About this task
Return only those lines of the records below in which "against" appears.

Dataset records
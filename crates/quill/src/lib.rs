//! quill: a small text-template engine.
//!
//! Templates mix literal text with directives:
//!
//! | Directive | Meaning |
//! |---|---|
//! | `{{ expr }}` | stringify `expr` and emit it |
//! | `{{#if expr}} … {{/#else}} … {{/}}` | conditional, else branch optional |
//! | `{{#each list item}} … {{/}}` | render the body once per element of `list` |
//!
//! Expressions are dotted paths (`user.address.city`, `items.0`), literals,
//! comparisons (`>`, `<`, `>=`, `<=`, `==`, `!=`), `!`, `&&`, `||` and
//! parentheses. Templates are parsed once by [`Engine::add_template`];
//! [`Engine::compile`] renders the cached tree against a fresh context each
//! call.
//!
//! Rendering never fails on missing data: an unresolvable path is
//! `undefined`, which renders as the empty string and is falsy.

pub mod interpreter;
pub mod parser;
pub mod types;

pub use interpreter::{
    Engine, EscapeError, EscapeFn, RenderError, Scope, TemplateRegistry, compute_suggestions,
    escape, evaluate, render,
};
pub use parser::{
    ConfigError, ExpressionParseError, LexError, ParseError, Syntax, Template, TemplateError,
    parse_expression, parse_template,
};
pub use types::Value;

/// Creates a [`Value::Map`] from key-value pairs.
///
/// Values are automatically converted via `Into<Value>`, so you can pass
/// integers, floats, strings, lists or nested contexts directly.
///
/// # Example
///
/// ```
/// use quill::{context, Value};
///
/// let ctx = context! { "count" => 3, "name" => "Alice", "tags" => vec!["a", "b"] };
/// assert_eq!(ctx.get("count").and_then(Value::as_number), Some(3));
/// assert_eq!(ctx.get("name").and_then(Value::as_str), Some("Alice"));
/// ```
#[macro_export]
macro_rules! context {
    {} => {
        $crate::Value::Map(::std::collections::BTreeMap::new())
    };
    { $($key:expr => $value:expr),+ $(,)? } => {
        {
            let mut map = ::std::collections::BTreeMap::<String, $crate::Value>::new();
            $(
                map.insert($key.to_string(), ::std::convert::Into::<$crate::Value>::into($value));
            )+
            $crate::Value::Map(map)
        }
    };
}
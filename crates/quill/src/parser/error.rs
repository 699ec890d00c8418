//! Error types raised while lexing and parsing templates.

use std::fmt::{self, Display, Formatter};

use thiserror::Error;

use super::ast::BlockKind;

/// A location in template source.
///
/// `offset` is a byte offset. `line` and `column` are 1-based, and `column`
/// counts characters, not bytes.
#[derive(Debug, Clone, Copy, PartialEq, Eq, Hash)]
pub struct Position {
    pub offset: usize,
    pub line: usize,
    pub column: usize,
}

impl Display for Position {
    fn fmt(&self, f: &mut Formatter<'_>) -> fmt::Result {
        write!(f, "{}:{}", self.line, self.column)
    }
}

/// An error that occurred while splitting template text into tokens.
#[derive(Debug, Clone, PartialEq, Eq, Error)]
pub enum LexError {
    /// An open marker with no close marker before end of input.
    #[error("unterminated directive at {position}: expected `{close}`")]
    Unterminated { position: Position, close: String },
}

/// Why an else marker was rejected.
#[derive(Debug, Clone, Copy, PartialEq, Eq, Hash)]
pub enum ElseMisuse {
    /// No block is open.
    OutsideBlock,
    /// The innermost open block is an `#each`.
    InsideEach,
    /// The enclosing `#if` already has an else branch.
    Duplicate,
}

impl Display for ElseMisuse {
    fn fmt(&self, f: &mut Formatter<'_>) -> fmt::Result {
        f.write_str(match self {
            ElseMisuse::OutsideBlock => "no enclosing #if",
            ElseMisuse::InsideEach => "#each blocks cannot have an else branch",
            ElseMisuse::Duplicate => "#if already has an else branch",
        })
    }
}

/// A structural error in the directive tree.
#[derive(Debug, Clone, PartialEq, Eq, Error)]
pub enum ParseError {
    /// A close directive with no open block.
    #[error("unmatched close directive at {position}")]
    UnmatchedClose { position: Position },

    /// End of input reached with a block still open.
    #[error("`{kind}` block opened at {position} is never closed")]
    UnclosedBlock { kind: BlockKind, position: Position },

    /// An else marker in a place where it cannot apply.
    #[error("misplaced else at {position}: {reason}")]
    MisplacedElse {
        position: Position,
        reason: ElseMisuse,
    },

    /// `#each` without exactly a collection and a binding name.
    #[error("malformed `#each` at {position}: {message}")]
    MalformedEach { position: Position, message: String },

    /// A block opened while `limit` blocks are already open.
    #[error("`{kind}` block at {position} nests deeper than {limit} levels")]
    NestedTooDeeply {
        kind: BlockKind,
        position: Position,
        limit: usize,
    },

    /// A `#name` or `/name` directive the grammar does not define.
    #[error("unknown directive `{text}` at {position}")]
    UnknownDirective { position: Position, text: String },
}

/// An inline expression that could not be parsed.
#[derive(Debug, Clone, PartialEq, Eq, Error)]
#[error("invalid expression `{text}`: {message} at `{fragment}`")]
pub struct ExpressionParseError {
    /// The raw expression text.
    pub text: String,
    /// The offending substring.
    pub fragment: String,
    /// Byte offset of `fragment` within `text`.
    pub offset: usize,
    pub message: String,
}

/// Any error raised while turning template text into a [`Template`].
///
/// [`Template`]: super::ast::Template
#[derive(Debug, Clone, PartialEq, Eq, Error)]
pub enum TemplateError {
    #[error(transparent)]
    Lex(#[from] LexError),

    #[error(transparent)]
    Parse(#[from] ParseError),

    #[error("directive at {position}: {source}")]
    Expression {
        position: Position,
        #[source]
        source: ExpressionParseError,
    },
}

/// Invalid delimiter configuration.
#[derive(Debug, Clone, PartialEq, Eq, Error)]
pub enum ConfigError {
    #[error("directive markers must not be empty")]
    EmptyMarker,

    #[error("open and close markers must differ, both are `{marker}`")]
    IdenticalMarkers { marker: String },
}
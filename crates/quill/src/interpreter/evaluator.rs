//! Expression evaluation.
//!
//! Evaluation is total: missing keys, out-of-range indexes and comparisons
//! between incompatible kinds all produce [`Value::Undefined`] or `false`
//! instead of an error.

use std::borrow::Cow;
use std::cmp::Ordering;

use crate::interpreter::Scope;
use crate::interpreter::scope::undefined;
use crate::parser::ast::{BinaryOp, Expr};
use crate::types::Value;

/// Evaluate an expression against a scope chain.
///
/// Paths and literals are returned borrowed from the context or the tree;
/// only operators allocate new values.
///
/// `&&` and `||` short-circuit and yield the operand that decided the result,
/// so `{{ nickname || name }}` renders the first non-empty of the two.
pub fn evaluate<'a>(expr: &'a Expr, scope: &Scope<'a>) -> Cow<'a, Value> {
    match expr {
        Expr::Literal(value) => Cow::Borrowed(value),
        Expr::Path(segments) => Cow::Borrowed(resolve_path(segments, scope)),
        Expr::Not(inner) => Cow::Owned(Value::Bool(!evaluate(inner, scope).is_truthy())),
        Expr::Binary { op, left, right } => {
            let lhs = evaluate(left, scope);
            match op {
                BinaryOp::And => {
                    if lhs.is_truthy() {
                        evaluate(right, scope)
                    } else {
                        lhs
                    }
                }
                BinaryOp::Or => {
                    if lhs.is_truthy() {
                        lhs
                    } else {
                        evaluate(right, scope)
                    }
                }
                BinaryOp::Eq => Cow::Owned(Value::Bool(lhs.equals(&evaluate(right, scope)))),
                BinaryOp::Ne => Cow::Owned(Value::Bool(!lhs.equals(&evaluate(right, scope)))),
                BinaryOp::Gt => Cow::Owned(order(&lhs, &evaluate(right, scope), Ordering::is_gt)),
                BinaryOp::Lt => Cow::Owned(order(&lhs, &evaluate(right, scope), Ordering::is_lt)),
                BinaryOp::Ge => Cow::Owned(order(&lhs, &evaluate(right, scope), Ordering::is_ge)),
                BinaryOp::Le => Cow::Owned(order(&lhs, &evaluate(right, scope), Ordering::is_le)),
            }
        }
    }
}

/// Resolve a dotted path left to right.
///
/// The first segment is looked up through the scope chain; each later
/// segment indexes into the previous value. The first miss short-circuits
/// to undefined.
pub fn resolve_path<'a>(segments: &[String], scope: &Scope<'a>) -> &'a Value {
    let Some((first, rest)) = segments.split_first() else {
        return undefined();
    };

    let mut current = scope.lookup(first);
    for segment in rest {
        match current.get(segment) {
            Some(next) => current = next,
            None => return undefined(),
        }
    }
    current
}

/// Apply an ordering test, or yield undefined when the operands don't order.
fn order(left: &Value, right: &Value, test: fn(Ordering) -> bool) -> Value {
    compare(left, right).map_or(Value::Undefined, |ordering| Value::Bool(test(ordering)))
}

/// Order two numbers or two strings. Any other pairing has no order.
fn compare(left: &Value, right: &Value) -> Option<Ordering> {
    match (left, right) {
        (Value::Number(a), Value::Number(b)) => Some(a.cmp(b)),
        (Value::String(a), Value::String(b)) => Some(a.cmp(b)),
        _ => match (left.as_float(), right.as_float()) {
            (Some(a), Some(b)) => a.partial_cmp(&b),
            _ => None,
        },
    }
}

#[cfg(test)]
mod tests {
    use super::*;
    use crate::parser::parse_expression;

    fn eval(source: &str, context: &Value) -> Value {
        let expr = parse_expression(source).unwrap();
        let scope = Scope::new(context);
        evaluate(&expr, &scope).into_owned()
    }

    #[test]
    fn mixed_number_kinds_order() {
        let ctx = Value::from(serde_json::json!({ "a": 2, "b": 2.5 }));
        assert_eq!(eval("a < b", &ctx), Value::Bool(true));
        assert_eq!(eval("b >= 2.5", &ctx), Value::Bool(true));
    }

    #[test]
    fn strings_order_lexicographically() {
        assert_eq!(eval("\"apple\" < \"banana\"", &Value::Null), Value::Bool(true));
    }

    #[test]
    fn incompatible_ordering_is_undefined() {
        assert_eq!(eval("1 < \"2\"", &Value::Null), Value::Undefined);
        assert_eq!(eval("missing > 18", &Value::Null), Value::Undefined);
    }

    #[test]
    fn nan_has_no_order() {
        let ctx = Value::from(serde_json::json!({}));
        let nan = Value::Float(f64::NAN);
        assert_eq!(compare(&nan, &Value::Number(1)), None);
        assert_eq!(eval("1 < 2", &ctx), Value::Bool(true));
    }
}
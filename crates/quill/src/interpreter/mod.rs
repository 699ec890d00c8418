//! Template evaluation.
//!
//! This module holds the render side of the engine: expression evaluation
//! against a scope chain, the tree-walking renderer, escape hooks, and the
//! registry and [`Engine`] that tie parsing and rendering together.

mod engine;
mod error;
pub mod escape;
mod evaluator;
mod registry;
mod renderer;
mod scope;

pub use engine::Engine;
pub use error::{RenderError, compute_suggestions};
pub use escape::{EscapeError, EscapeFn};
pub use evaluator::{evaluate, resolve_path};
pub use registry::TemplateRegistry;
pub use renderer::render;
pub use scope::Scope;
//! Tree-walking renderer.

use crate::interpreter::escape::EscapeFn;
use crate::interpreter::{RenderError, Scope, evaluate};
use crate::parser::ast::{Node, Template};
use crate::types::Value;

/// Render a template tree against a context.
///
/// Rendering is a pure function of its inputs: the tree and context are only
/// read, and the scope chain lives on this call's stack. Missing data never
/// fails a render; the only error is one raised by the escape hook.
pub fn render(
    template: &Template,
    context: &Value,
    escape: Option<&EscapeFn>,
) -> Result<String, RenderError> {
    let mut output = String::new();
    let scope = Scope::new(context);
    render_nodes(&template.nodes, &scope, escape, &mut output)?;
    Ok(output)
}

fn render_nodes<'a>(
    nodes: &'a [Node],
    scope: &Scope<'a>,
    escape: Option<&EscapeFn>,
    output: &mut String,
) -> Result<(), RenderError> {
    for node in nodes {
        match node {
            Node::Text(text) => output.push_str(text),
            Node::Interpolation(expr) => {
                let text = evaluate(expr, scope).to_string();
                match escape {
                    Some(hook) => output.push_str(&hook.as_ref()(&text)?),
                    None => output.push_str(&text),
                }
            }
            Node::Conditional {
                condition,
                then_branch,
                else_branch,
            } => {
                if evaluate(condition, scope).is_truthy() {
                    render_nodes(then_branch, scope, escape, output)?;
                } else if let Some(else_branch) = else_branch {
                    render_nodes(else_branch, scope, escape, output)?;
                }
            }
            Node::Iteration {
                collection,
                binding,
                body,
            } => {
                let collection = evaluate(collection, scope);
                // Anything that isn't a list iterates zero times.
                if let Some(items) = collection.as_list() {
                    for item in items {
                        let child = scope.bind(binding, item);
                        render_nodes(body, &child, escape, output)?;
                    }
                }
            }
        }
    }
    Ok(())
}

Exercise response
//! [`Engine::compile`] renders the cached tree against a fresh context each
/// Evaluate an expression against a scope chain.
//! against a scope chain, the tree-walking renderer, escape hooks, and the
/// Render a template tree against a context.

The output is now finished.